Rot-Weiss Essen vs FC Hansa Rostock 3:0
Stadion an der Hafenstraße, 19.000 Zuschauer, 3.Liga

Zum zweiten Heimspiel des RWE in dieser Woche war die Mecklenburger Kogge in den tiefen Ruhrpott gesegelt. Aktuell verläuft die Saison für deutschen Meister von 1955 ja irgendwie etwas ‚asymmetrisch‘. Auswärts bei sieben Zählern aus drei Spielen noch ungeschlagen, wurden daheim aus gleicher Anzahl an Spielen nur zwei Punkte gesichert.

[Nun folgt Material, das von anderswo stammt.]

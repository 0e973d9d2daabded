//! Session-aware API client
//!
//! [`SessionClient::api_call`] attaches the bearer token, normalizes the
//! response and runs the authorization-failure state machine:
//!
//! ```text
//!  Normal ──401──▶ Refreshing ──ok──▶ Normal (replay once)
//!    │                 │
//!    │                 └──refresh fails──▶ Terminated
//!    └──403 / credential error / second 401──▶ Terminated
//! ```
//!
//! `Terminated` clears the credential store, notifies listeners, schedules a
//! redirect to the login route and fails every later non-bootstrap call
//! without touching the network, until the next login.

use std::sync::atomic::{AtomicBool, Ordering};
use std::sync::Arc;
use std::time::Duration;

use parking_lot::Mutex;
use reqwest::header::{HeaderMap, HeaderValue, AUTHORIZATION, CONTENT_TYPE};
use reqwest::Method;
use serde::de::DeserializeOwned;
use serde::{Deserialize, Serialize};
use sitedesk_common::{KeychainSessionStore, Navigator, NoopNavigator, SessionStore};
use sitedesk_domain::constants::SESSION_EXPIRED_MESSAGE;
use sitedesk_domain::{
    ClientConfig, CredentialPair, SessionConfig, SessionEvent, SessionPhase, UserProfile,
};
use tokio::sync::broadcast;
use tokio::task::JoinHandle;
use tracing::{debug, info, instrument, warn};

use super::auth_failure::{AuthFailureDetector, FailureAction};
use super::errors::ApiError;
use super::events::SessionNotifier;
use super::refresh::{RefreshCoordinator, RefreshError};
use super::request::{merge_headers, MultipartForm, RequestBody, RequestOptions};
use super::response::{ApiResponse, RawResponse};
use crate::http::HttpClient;

#[derive(Serialize)]
struct LoginRequest<'a> {
    username: &'a str,
    password: &'a str,
}

#[derive(Deserialize)]
struct LoginGrant {
    access_token: String,
    refresh_token: String,
    #[serde(default)]
    user: Option<UserProfile>,
}

#[derive(Serialize)]
struct RefreshRequest<'a> {
    refresh_token: &'a str,
}

#[derive(Deserialize)]
struct RefreshGrant {
    access_token: String,
    #[serde(default)]
    refresh_token: Option<String>,
}

/// How one response settles the call.
enum Settled {
    Done(Result<ApiResponse, ApiError>),
    NeedsRefresh,
}

/// HTTP client that owns the session lifecycle.
pub struct SessionClient {
    http: HttpClient,
    base_url: String,
    session: SessionConfig,
    store: Arc<dyn SessionStore>,
    navigator: Arc<dyn Navigator>,
    detector: AuthFailureDetector,
    refresh: RefreshCoordinator,
    notifier: SessionNotifier,
    terminated: AtomicBool,
    /// Bumped by every login, logout and forced logout. Store writes that
    /// change who is signed in happen under this lock.
    epoch: tokio::sync::Mutex<u64>,
    pending_redirect: Mutex<Option<JoinHandle<()>>>,
}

Es wurde also Zeit für den ersten Saisonsieg, zumal nach dem bescheidenen Auftritt gegen Osnabrück auch erstmals einige Unmutsbekundungen zu hören waren. Ein latenter Druck war also nicht zu leugnen, die Aufgabe gegen die Hanseaten aber ungleich schwer, da diese mit einem überzeugenden Auftritt gegen die Münchner Löwen ordentlich Selbstvertrauen getankt hatten. Die ‚Westtribüne‘ stand heute im Zeichen des zehnjährigen Jubiläums der ‚Freaks Ultras‘. Eine die komplette Hintertor-Tribüne bedeckende Blockfahne zeigte das Logo der Gruppe, einen Totenkopf, flankiert von Vereins- und Stadtwappen, welche von einem Banner „Der Totenkopf bedeutet Rot und Weiss bis zum Ende“ unterschrieben wurde. Nachdem die Blockfahne heruntergelassen wurde, erstrahlte die Kurve sauber getrennt in hellrot, weiß und dunkelrot, erzeugt durch Ponchos, welche unter der Blockfahne verborgen von den Anhängern übergezogen worden waren – ein schönes, strukturiertes Bild. Nicht alle letztlich knapp 1.900 angereisten Hansa-Supporter bekamen das zu sehen. Zum einen betraten die ‚Suptras‘ den Gästeblock auf den letzten Drücker, zum anderen nicht vollzählig, Beides fand seinen Grund in Kontrollen, denen einige Ultras aufgrund des Mitführens verbotener Gegenstände zum Opfer fielen. Am Zaun zum Spielfeld wurde dann nur ein einziges Banner befestigt, welches mit weißen Buchstaben auf blauem Grund die Abneigung gegen die Staatsdiener bezeugte. Beim Fußball bin ich geneigt, diese zwar nicht pauschal, aber doch weitestgehend zu teilen.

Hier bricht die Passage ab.